日本株の出遅れ修正は続くのか?
今週の国内株市場ですが、日経平均はこれまでのところ、続伸が目立っています。先週に28,000円台でもみ合ったことで、底打ち感がでてきたことで、戻りをうかがう展開となっています。このまま25日移動平均線や75日移動平均線を上抜けて、戻りに勢いにつくかが焦点になります。
国内では、すでに発令されている緊急事態宣言の延長の可否が議論されているところですが、先週は、モデルナ社とアストラゼネカ社のワクチンが承認されたことや、今週から、二大都市圏で大規模接種も始まり、順調に接種が進むことによる期待をはじめ、トヨタが最高値を更新するなど、企業の業績を見て買われる動きもあり、株価が戻りを試す展開も想定されます。
もっとも、米国株市場のムードに左右される面もあり、その点には注意が必要かもしれません。
米株市場自体は崩れてはいませんが、米長期金利が落ち着きを見せている割には、IT・ハイテク株などのグロース株の上昇がまだ高値圏に届いていないことや、経済指標も弱いものが増えてきたこと、そして、ビットコインをはじめとする仮想通貨の値動きが荒っぽくなっていることなど、不安定さを覗かせています。
米経済指標の弱さについては、今のところ「慌ててテーパリングの議論を進めなくてもよくなる」という感じで、ポジティブに受け止められていますが、来週末の米雇用統計の結果が悪かった場合、2カ月続けての悪化となるため、「もしかしたら、思っていたよりも景気回復が遅れているのではないか?」という見方も浮上する可能性もあり、金融緩和の継続性と、実際の景気の強さとの間で、市場心理が揺れ動く展開も考えておく必要があります。
また、仮想通貨市場の動きについても、株式市場に関連銘柄が多く上場していることもあり、敏感に反応しやすくなっています。

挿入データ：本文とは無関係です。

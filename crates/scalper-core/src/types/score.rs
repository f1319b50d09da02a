//! Scalping score types.

use serde::{Deserialize, Serialize};
use std::fmt;

/// Trade direction suggested by a score.
#[derive(Debug, Clone, Copy, PartialEq, Eq, Serialize, Deserialize)]
#[serde(rename_all = "lowercase")]
pub enum SignalDirection {
    Buy,
    Sell,
    Hold,
}

impl SignalDirection {
    /// True for directions that would place a trade.
    pub fn is_actionable(&self) -> bool {
        !matches!(self, SignalDirection::Hold)
    }
}

impl fmt::Display for SignalDirection {
    fn fmt(&self, f: &mut fmt::Formatter<'_>) -> fmt::Result {
        let s = match self {
            SignalDirection::Buy => "buy",
            SignalDirection::Sell => "sell",
            SignalDirection::Hold => "hold",
        };
        write!(f, "{s}")
    }
}

/// The four sub-scores, each normalized to [0, 100].
#[derive(Debug, Clone, Copy, PartialEq, Serialize, Deserialize)]
pub struct ScoreComponents {
    pub volatility: f64,
    pub momentum: f64,
    pub trend: f64,
    pub volume: f64,
}

/// One symbol's scalping score for one cycle.
///
/// Derived from exactly one (IndicatorSet, Quote) pair; recomputed every
/// cycle, never mutated in place.
#[derive(Debug, Clone, PartialEq, Serialize, Deserialize)]
pub struct ScoreRecord {
    pub symbol: String,
    /// Weighted overall score in [0, 100]
    pub overall_score: f64,
    pub direction: SignalDirection,
    pub components: ScoreComponents,
    pub current_price: f64,
    /// Unix timestamp in milliseconds of the quote the score was built from
    pub timestamp: i64,
}

impl ScoreRecord {
    /// Demote an actionable record to hold, keeping everything else.
    pub fn demoted(mut self) -> Self {
        self.direction = SignalDirection::Hold;
        self
    }
}

#[cfg(test)]
mod tests {
    use super::*;

    #[test]
    fn test_direction_serializes_lowercase() {
        let json = serde_json::to_string(&SignalDirection::Buy).unwrap();
        assert_eq!(json, "\"buy\"");
    }

    #[test]
    fn test_actionable() {
        assert!(SignalDirection::Buy.is_actionable());
        assert!(SignalDirection::Sell.is_actionable());
        assert!(!SignalDirection::Hold.is_actionable());
    }
}
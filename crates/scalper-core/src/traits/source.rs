//! Market data source capability.

use crate::error::DataError;
use crate::types::{Bar, Interval, Quote};
use async_trait::async_trait;

/// One upstream market-data provider, normalized.
///
/// Each adapter owns the translation from its provider's idiosyncratic
/// payload into the canonical `Quote`/`Bar` shapes; auth and token refresh
/// are the adapter's problem, invisible to the router. Adapter failures are
/// ordinary `DataError`s that the router's fallback chain absorbs.
#[async_trait]
pub trait MarketDataSource: Send + Sync {
    /// Fetch the latest quote for a symbol.
    async fn fetch_quote(&self, symbol: &str) -> Result<Quote, DataError>;

    /// Fetch historical bars covering roughly `period_days` at `interval`,
    /// ordered oldest to newest.
    async fn fetch_bars(
        &self,
        symbol: &str,
        interval: Interval,
        period_days: u32,
    ) -> Result<Vec<Bar>, DataError>;

    /// Stable identifier for logging and `source_id` tagging.
    fn id(&self) -> &str;
}
//! Technical indicator engine.
//!
//! Pure computation: a `BarSeries` in, an `IndicatorSet` out. No I/O, no
//! side effects, deterministic for identical input. Indicators follow the
//! standard definitions (Wilder RSI, EMA-based MACD, Bollinger with
//! population standard deviation, Wilder ATR, session VWAP); where the
//! series is shorter than an indicator needs, the engine substitutes that
//! indicator's neutral default so downstream scoring never sees NaN.

pub mod engine;
pub mod math;

pub use engine::{IndicatorEngine, IndicatorPeriods};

そもそも、仮想通貨市場がこれだけ盛り上がったのは、金融緩和による効果です。パウエル米FRB議長は、足元のマーケットについて、「バブルではなく、フロス」と言及しましたが、個別株オプション取引やハイ・イールド債などのリスクマネーの行き先として仮想通貨が選択されている面があり、リスクマネーが分散されたことで、ひとつ市場での大きな泡が発生するのではなく、それぞれの市場で細かい泡が発生している状況とも考えられます。仮想通貨市場でリスクオフのムードが本格化すれば、当然、分散された他の市場にも影響が出てきます。
中長期的な相場見通しとして、「金融相場から業績相場へと移行していく」という見方が多数派となっていますが、実際に、投資会社の性格が強くなったソフトバンクGの株価が軟調な一方で、トヨタの株価が最高値を更新するなど、企業の中身に着目して買われる動きが出てきており、静かに業績相場が始まっている可能性があります。
そのため、米国市場に注意しつつ、基本的には日本株の出遅れ修正の動きがしばらく続きそうです。ただ、業績相場が長く続くには、銘柄物色に広がりが出てくることが重要ですので、しばらくはTOPIXの動向も併せてウォッチしていく必要があります。